◆ PROVIDED INFORMATION
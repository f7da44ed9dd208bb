//! Interactive REPL for foundry-chat
//!
//! Provides the main user interaction loop.

use std::io::{self, BufRead, Write};

use crate::app::App;
use crate::cli::commands::{agent_list, handle_command, CommandResult};
use crate::core::{Config, Result, Role};

/// Interactive REPL (Read-Eval-Print Loop)
pub struct Repl {
    app: App,
    /// Agent to select once the directory is loaded
    preferred_agent: Option<String>,
}

impl Repl {
    /// Create a REPL signing in through Entra ID
    pub fn with_config(config: &Config) -> Result<Self> {
        Ok(Self::with_app(App::from_config(config)?))
    }

    /// Create a REPL around an existing app
    pub fn with_app(app: App) -> Self {
        Self {
            app,
            preferred_agent: None,
        }
    }

    /// Select this agent after sign-in instead of the first one listed
    pub fn preferred_agent(mut self, agent: Option<String>) -> Self {
        self.preferred_agent = agent;
        self
    }

    /// Run the REPL
    pub async fn run(&mut self) -> Result<()> {
        self.print_banner();

        println!("Signing in...");
        self.app.sign_in().await;
        if self.app.account().is_some() && self.app.error().is_none() {
            if let Some(agent) = self.preferred_agent.as_deref() {
                self.app.select_agent(agent);
            }
        }
        match (self.app.account(), self.app.error()) {
            (Some(account), error) => {
                println!("Signed in as {}\n", account.username);
                match error {
                    Some(e) => eprintln!("Error: {}\n", e),
                    None => println!("{}\n", agent_list(&self.app)),
                }
            }
            (None, error) => {
                if let Some(e) = error {
                    eprintln!("Error: {}", e);
                }
                println!("Type /signin to try again.\n");
            }
        }

        let stdin = io::stdin();
        let mut stdout = io::stdout();

        loop {
            // Print prompt
            print!("You: ");
            stdout.flush()?;

            // Read input
            let mut input = String::new();
            match stdin.lock().read_line(&mut input) {
                Ok(0) => {
                    // EOF (Ctrl+D)
                    println!("\nGoodbye!");
                    break;
                }
                Ok(_) => {}
                Err(e) => {
                    eprintln!("Error reading input: {}", e);
                    continue;
                }
            }

            let input = input.trim();

            if input.is_empty() {
                continue;
            }

            match handle_command(input, &mut self.app).await {
                CommandResult::Exit => {
                    println!("\nGoodbye!");
                    break;
                }
                CommandResult::Handled(output) => {
                    println!("{}\n", output);
                }
                CommandResult::None => {
                    if let Some(e) = self.app.error() {
                        eprintln!("Error: {}\n", e);
                    }
                }
                CommandResult::Continue(text) => self.chat(text).await,
            }
        }

        Ok(())
    }

    /// Send one chat line and print what came back
    async fn chat(&mut self, text: String) {
        if self.app.account().is_none() {
            println!("Not signed in. Use '/signin' first.\n");
            return;
        }
        if self.app.state().selected_agent().is_none() {
            println!("No agent selected. Use '/agents' to reload the list.\n");
            return;
        }

        let before = self.app.state().messages().len();
        self.app.set_input(text);
        self.app.submit_input().await;

        for message in &self.app.state().messages()[before..] {
            if message.role == Role::Assistant {
                println!("\nAssistant:\n{}\n", message.text);
            }
        }
        if let Some(e) = self.app.error() {
            eprintln!("\nError: {}\n", e);
        }
    }

    /// Print the startup banner
    fn print_banner(&self) {
        println!();
        println!("Foundry Agents Chat");
        println!("───────────────────────────────────────────────────────────");
        println!("Backend:  {}", self.app.api_base());
        println!("Commands: /signin, /agents, /use, /history, /status, /help, /exit");
        println!("───────────────────────────────────────────────────────────");
    }
}
//! CLI commands
//!
//! Slash commands that can be executed in the REPL. Any other line is a chat
//! message.

use crate::app::App;

/// Result of parsing a command
#[derive(Debug, PartialEq, Eq)]
pub enum CommandResult {
    /// Send the line as a chat message
    Continue(String),
    /// Command was handled, show output
    Handled(String),
    /// Exit the REPL
    Exit,
    /// No output needed
    None,
}

/// Parse and handle special commands
pub async fn handle_command(input: &str, app: &mut App) -> CommandResult {
    let input = input.trim();
    if !input.starts_with('/') {
        return CommandResult::Continue(input.to_string());
    }

    let parts: Vec<&str> = input.splitn(2, ' ').collect();
    let cmd = parts[0].to_lowercase();
    let args = parts.get(1).map(|s| s.trim()).unwrap_or("");

    match cmd.as_str() {
        "/exit" | "/quit" | "/q" => CommandResult::Exit,

        "/help" | "/?" => CommandResult::Handled(help_text()),

        "/signin" | "/login" => {
            app.sign_in().await;
            match app.error() {
                Some(_) => CommandResult::None,
                None => CommandResult::Handled(format!(
                    "{}\n\n{}",
                    signed_in_line(app),
                    agent_list(app)
                )),
            }
        }

        "/signout" | "/logout" => {
            if app.account().is_none() {
                return CommandResult::Handled("Not signed in.".to_string());
            }
            app.sign_out().await;
            CommandResult::Handled("Signed out.".to_string())
        }

        "/agents" | "/refresh" => {
            if app.account().is_none() {
                return CommandResult::Handled(not_signed_in());
            }
            app.load_agents().await;
            match app.error() {
                Some(_) => CommandResult::None,
                None => CommandResult::Handled(agent_list(app)),
            }
        }

        "/use" => handle_use_command(args, app),

        "/history" => CommandResult::Handled(history(app)),

        "/status" => CommandResult::Handled(status(app)),

        _ => CommandResult::Handled(format!(
            "Unknown command: {}. Type '/help' for available commands.",
            cmd
        )),
    }
}

/// Select an agent by id or by its number in `/agents`
fn handle_use_command(args: &str, app: &mut App) -> CommandResult {
    if app.account().is_none() {
        return CommandResult::Handled(not_signed_in());
    }
    if args.is_empty() {
        return CommandResult::Handled(format!(
            "Usage: /use <agent id | number>\n\n{}",
            agent_list(app)
        ));
    }

    let id = match args.parse::<usize>() {
        Ok(n) if n >= 1 && n <= app.state().agents().len() => {
            app.state().agents()[n - 1].id.clone()
        }
        _ => args.to_string(),
    };

    app.select_agent(&id);
    match app.error() {
        Some(_) => CommandResult::None,
        None => CommandResult::Handled(format!("Chatting with {}", selected_name(app))),
    }
}

fn not_signed_in() -> String {
    "Not signed in. Use '/signin' first.".to_string()
}

fn signed_in_line(app: &App) -> String {
    match app.account() {
        Some(account) => format!("Signed in as {}", account.username),
        None => "Not signed in".to_string(),
    }
}

fn selected_name(app: &App) -> String {
    app.state()
        .selected_agent_info()
        .map(|a| format!("{} ({})", a.display_name, a.id))
        .unwrap_or_else(|| "(none)".to_string())
}

/// Numbered agent list with the selection marked
pub fn agent_list(app: &App) -> String {
    let state = app.state();
    if state.agents().is_empty() {
        return "No agents available.".to_string();
    }

    let mut output = String::from("Agents:\n");
    for (i, agent) in state.agents().iter().enumerate() {
        let marker = if state.selected_agent() == Some(agent.id.as_str()) {
            "*"
        } else {
            " "
        };
        output.push_str(&format!(
            "{} {}. {} ({})\n",
            marker,
            i + 1,
            agent.display_name,
            agent.id
        ));
    }
    output.trim_end().to_string()
}

fn history(app: &App) -> String {
    let messages = app.state().messages();
    if messages.is_empty() {
        return "No messages yet.".to_string();
    }

    messages
        .iter()
        .map(|m| format!("{}: {}", m.role, m.text))
        .collect::<Vec<_>>()
        .join("\n")
}

fn status(app: &App) -> String {
    format!(
        "Status:\n\
         ─────────────────────────────\n\
         Account:   {}\n\
         Provider:  {}\n\
         Backend:   {}\n\
         Agent:     {}\n\
         Agents:    {}\n\
         History:   {} messages",
        app.account()
            .map(|a| a.username.as_str())
            .unwrap_or("(signed out)"),
        app.session().provider_name(),
        app.api_base(),
        selected_name(app),
        app.state().agents().len(),
        app.state().messages().len(),
    )
}

/// Generate help text
fn help_text() -> String {
    r#"Commands:
─────────────────────────────────────────────
  /signin              Sign in through the browser
  /signout             Sign out and clear agents and messages
  /agents, /refresh    Reload and list the available agents
  /use <id|number>     Chat with another agent
  /history             Show the conversation so far
  /status              Show account, backend and agent
  /help, /?            Show this help message
  /exit, /quit, /q     Exit

Anything else is sent to the selected agent.

Keyboard Shortcuts:
  Ctrl+D               Exit
─────────────────────────────────────────────"#
        .to_string()
}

◆ WHAT IS BEING ASKED
Reproduce only the lines above spanning from the line containing "let cmd = parts[0].to_lowercase();" through the line containing "fn handle_use_command(args: &str, app: &mut", word for word.

◆ ANSWER SECTION
    let cmd = parts[0].to_lowercase();
    let args = parts.get(1).map(|s| s.trim()).unwrap_or("");

    match cmd.as_str() {
        "/exit" | "/quit" | "/q" => CommandResult::Exit,

        "/help" | "/?" => CommandResult::Handled(help_text()),

        "/signin" | "/login" => {
            app.sign_in().await;
            match app.error() {
                Some(_) => CommandResult::None,
                None => CommandResult::Handled(format!(
                    "{}\n\n{}",
                    signed_in_line(app),
                    agent_list(app)
                )),
            }
        }

        "/signout" | "/logout" => {
            if app.account().is_none() {
                return CommandResult::Handled("Not signed in.".to_string());
            }
            app.sign_out().await;
            CommandResult::Handled("Signed out.".to_string())
        }

        "/agents" | "/refresh" => {
            if app.account().is_none() {
                return CommandResult::Handled(not_signed_in());
            }
            app.load_agents().await;
            match app.error() {
                Some(_) => CommandResult::None,
                None => CommandResult::Handled(agent_list(app)),
            }
        }

        "/use" => handle_use_command(args, app),

        "/history" => CommandResult::Handled(history(app)),

        "/status" => CommandResult::Handled(status(app)),

        _ => CommandResult::Handled(format!(
            "Unknown command: {}. Type '/help' for available commands.",
            cmd
        )),
    }
}

/// Select an agent by id or by its number in `/agents`
fn handle_use_command(args: &str, app: &mut App) -> CommandResult {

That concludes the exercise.